Arthouse, the debut album from Eurovision 2024 winner and history-maker Nemo, sees the 26-year-old at the centre of a party. It’s the sort of party where attendees are drinking “all kinds of syrups” in their cocktails and “everyone gets to be themselves”.
On “God’s A Raver”, over jubilant, Scissor Sisters-lite piano, Nemo – born Nemo Mettler, in Biel, Switzerland – trills: “If there’s a God, we just met at the gay bar. She is a raver just like me!” Partying is again a holy practice on the whimsical, glam-pop stomper “Ride My Baby”: “The universe is a club, and I’m convinced that you’re God.”
But Nemo’s partying is conscientious partying; inside the arthouse, the news is on. The world is “cruel”, they declare on oddball new wave-inspired rap song “Frog Swamp”, and on the title track, they spit wearily: “I believe this world deserves a f**king better time.” Nemo’s hedonism is peppered with existential dread.

“I’m so glad you pointed that out,” Nemo says, speaking on Zoom from their new home city, Paris. Their hair is a shock of brown curls and their eyes are bright, blue marbles. They pause, jumping out of their seat to answer the door to a delivery driver. “Um… because… I got a matcha!” They bound back into view, all puppyish charisma. “Woo! Yay.”
“That’s exactly the contrast I think that this album lives in,” they continue. “I have my reality and I have my idea of the world and then this is living in the backdrop of the grander world, that is going through a f**king crazy time right now.” A close friend put it best, they say: “This album is hopeful and joyful without being ignorant. I think that’s how I am as a person as well.”
Nemo is acutely aware of the tension between euphoric pop music and the dystopian world at large.
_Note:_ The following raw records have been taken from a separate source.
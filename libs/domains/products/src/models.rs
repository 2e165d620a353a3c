use rust_decimal::Decimal;
use serde::{Deserialize, Serialize};
use strum::{AsRefStr, Display, EnumIter, EnumString};
use utoipa::ToSchema;
use uuid::Uuid;
use validator::Validate;

use crate::validation;

/// Fixed set of product categories.
///
/// The textual form is the variant name (`"NutsAndBolts"`); parsing ignores
/// ASCII case. Category search matches against this text.
#[derive(
    Debug,
    Clone,
    Copy,
    PartialEq,
    Eq,
    Hash,
    Default,
    Serialize,
    Deserialize,
    Display,
    EnumString,
    AsRefStr,
    EnumIter,
    ToSchema,
)]
#[strum(ascii_case_insensitive)]
pub enum ProductCategory {
    Electronics,
    HomeAppliances,
    Furniture,
    Accessories,
    Hardware,
    NutsAndBolts,
    #[default]
    Others,
}

/// Persisted product.
///
/// `unit_price` and `quantity_in_stock` are always present and positive on a
/// stored product; requests are validated before one of these is built.
#[derive(Debug, Clone, PartialEq)]
pub struct Product {
    pub product_id: Uuid,
    pub product_name: Option<String>,
    pub category: ProductCategory,
    pub unit_price: Decimal,
    pub quantity_in_stock: i32,
}

/// Body of `POST /api/products`
#[derive(Debug, Clone, Default, Deserialize, Validate, ToSchema)]
#[serde(rename_all = "camelCase")]
pub struct ProductAddRequest {
    #[validate(
        required(message = "Product Name is required"),
        custom(function = "validation::not_blank")
    )]
    #[schema(example = "Hex Bolt M8")]
    pub product_name: Option<String>,

    /// One of the [`ProductCategory`] names
    #[validate(
        required(message = "Category is required"),
        custom(function = "validation::known_category")
    )]
    #[schema(example = "NutsAndBolts")]
    pub category: Option<String>,

    #[validate(
        required(message = "Unit Price is required"),
        custom(function = "validation::unit_price")
    )]
    #[schema(value_type = Option<f64>, example = 0.35)]
    pub unit_price: Option<Decimal>,

    #[validate(
        required(message = "Quantity In Stock is required"),
        custom(function = "validation::quantity_in_stock")
    )]
    #[schema(example = 500)]
    pub quantity_in_stock: Option<i32>,
}

/// Body of `PUT /api/products`. Every field overwrites the stored value.
#[derive(Debug, Clone, Default, Deserialize, Validate, ToSchema)]
#[serde(rename_all = "camelCase")]
pub struct ProductUpdateRequest {
    #[serde(rename = "productID", default)]
    #[validate(custom(function = "validation::not_nil"))]
    pub product_id: Uuid,

    #[validate(
        required(message = "Product Name is required"),
        custom(function = "validation::not_blank")
    )]
    pub product_name: Option<String>,

    #[validate(
        required(message = "Category is required"),
        custom(function = "validation::known_category")
    )]
    pub category: Option<String>,

    #[validate(
        required(message = "Unit Price is required"),
        custom(function = "validation::unit_price")
    )]
    #[schema(value_type = Option<f64>)]
    pub unit_price: Option<Decimal>,

    #[validate(
        required(message = "Quantity In Stock is required"),
        custom(function = "validation::quantity_in_stock")
    )]
    pub quantity_in_stock: Option<i32>,
}

/// Product as returned to API callers
#[derive(Debug, Clone, PartialEq, Serialize, Deserialize, ToSchema)]
#[serde(rename_all = "camelCase")]
pub struct ProductResponse {
    #[serde(rename = "productID")]
    pub product_id: Uuid,
    pub product_name: Option<String>,
    pub category: ProductCategory,
    #[schema(value_type = f64)]
    pub unit_price: Decimal,
    pub quantity_in_stock: i32,
}

/// Payload of the `product.update.name` event
#[derive(Debug, Clone, PartialEq, Serialize, Deserialize, ToSchema)]
pub struct ProductNameUpdateMessage {
    #[serde(rename = "productID")]
    pub product_id: Uuid,
    #[serde(rename = "newName")]
    pub new_name: Option<String>,
}
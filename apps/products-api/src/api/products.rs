//! Products API routes

use std::sync::Arc;

use axum::Router;
use domain_products::{handlers, PgProductRepository, ProductEventNotifier, ProductService};

use crate::state::AppState;

/// Create products router
pub fn router(state: &AppState) -> Router {
    let repository = PgProductRepository::new(state.db.clone());
    let notifier = ProductEventNotifier::new(state.publisher.clone());
    let service = ProductService::new(repository, Arc::new(notifier));
    handlers::router(service)
}

/// Create the products table if it is missing
pub async fn ensure_schema(state: &AppState) -> eyre::Result<()> {
    PgProductRepository::new(state.db.clone())
        .ensure_schema()
        .await?;
    Ok(())
}
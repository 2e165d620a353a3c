//! Router assembly, health endpoints and graceful shutdown.

pub mod app;
pub mod health;
pub mod shutdown;

pub use app::{create_production_app, create_router};
pub use health::{HealthCheckFuture, HealthResponse, health_router, run_health_checks};
pub use shutdown::{ShutdownCoordinator, shutdown_signal};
In 2024, they won the Eurovision Song Contest for Switzerland, becoming the first non-binary artist to do so. Their entry “The Code”, a soaring, brain-frying blend of opera, rap and drum-and-bass about accepting their gender identity became a top 10 hit in 10 countries, and has amassed more than 100 million streams on Spotify.

Yet the groundbreaking win was bittersweet, with 2024 becoming arguably the most contentious year in Eurovision history. The contest experienced mass boycotts for allowing Israel to compete amid its military action in Gaza. The Israeli delegates faced formal complaints from other delegations over their behaviour. The Netherlands’ act Joost Klein was disqualified. After winning, Nemo revealed they had been banned from bringing a non-binary flag onto the finale stage (they did so anyway). Eurovision 2024 was headline news, often for the wrong reasons.
Nemo has since called for Israel to be excluded from Eurovision, and has condemned the organisers for effectively banning Pride flags from Eurovision events. Today though, they highlight the ample amount they learnt during that frenzied period, such as how much Eurovision “meant to different people” and how it shaped “interconnectivity in Europe”. The contest, with all of its highs, lows, chaos and craziness, also taught them resilience.
“I’ve learned so much about the world and about myself both in the last 18 months. I think this experience has, like, forced me to grow in a lot of ways, you know? I was being thrown into cold water out of nowhere and that’s the best way to learn how to swim. Every situation and every challenge was forcing me to become a bit bigger and to grow,” they say.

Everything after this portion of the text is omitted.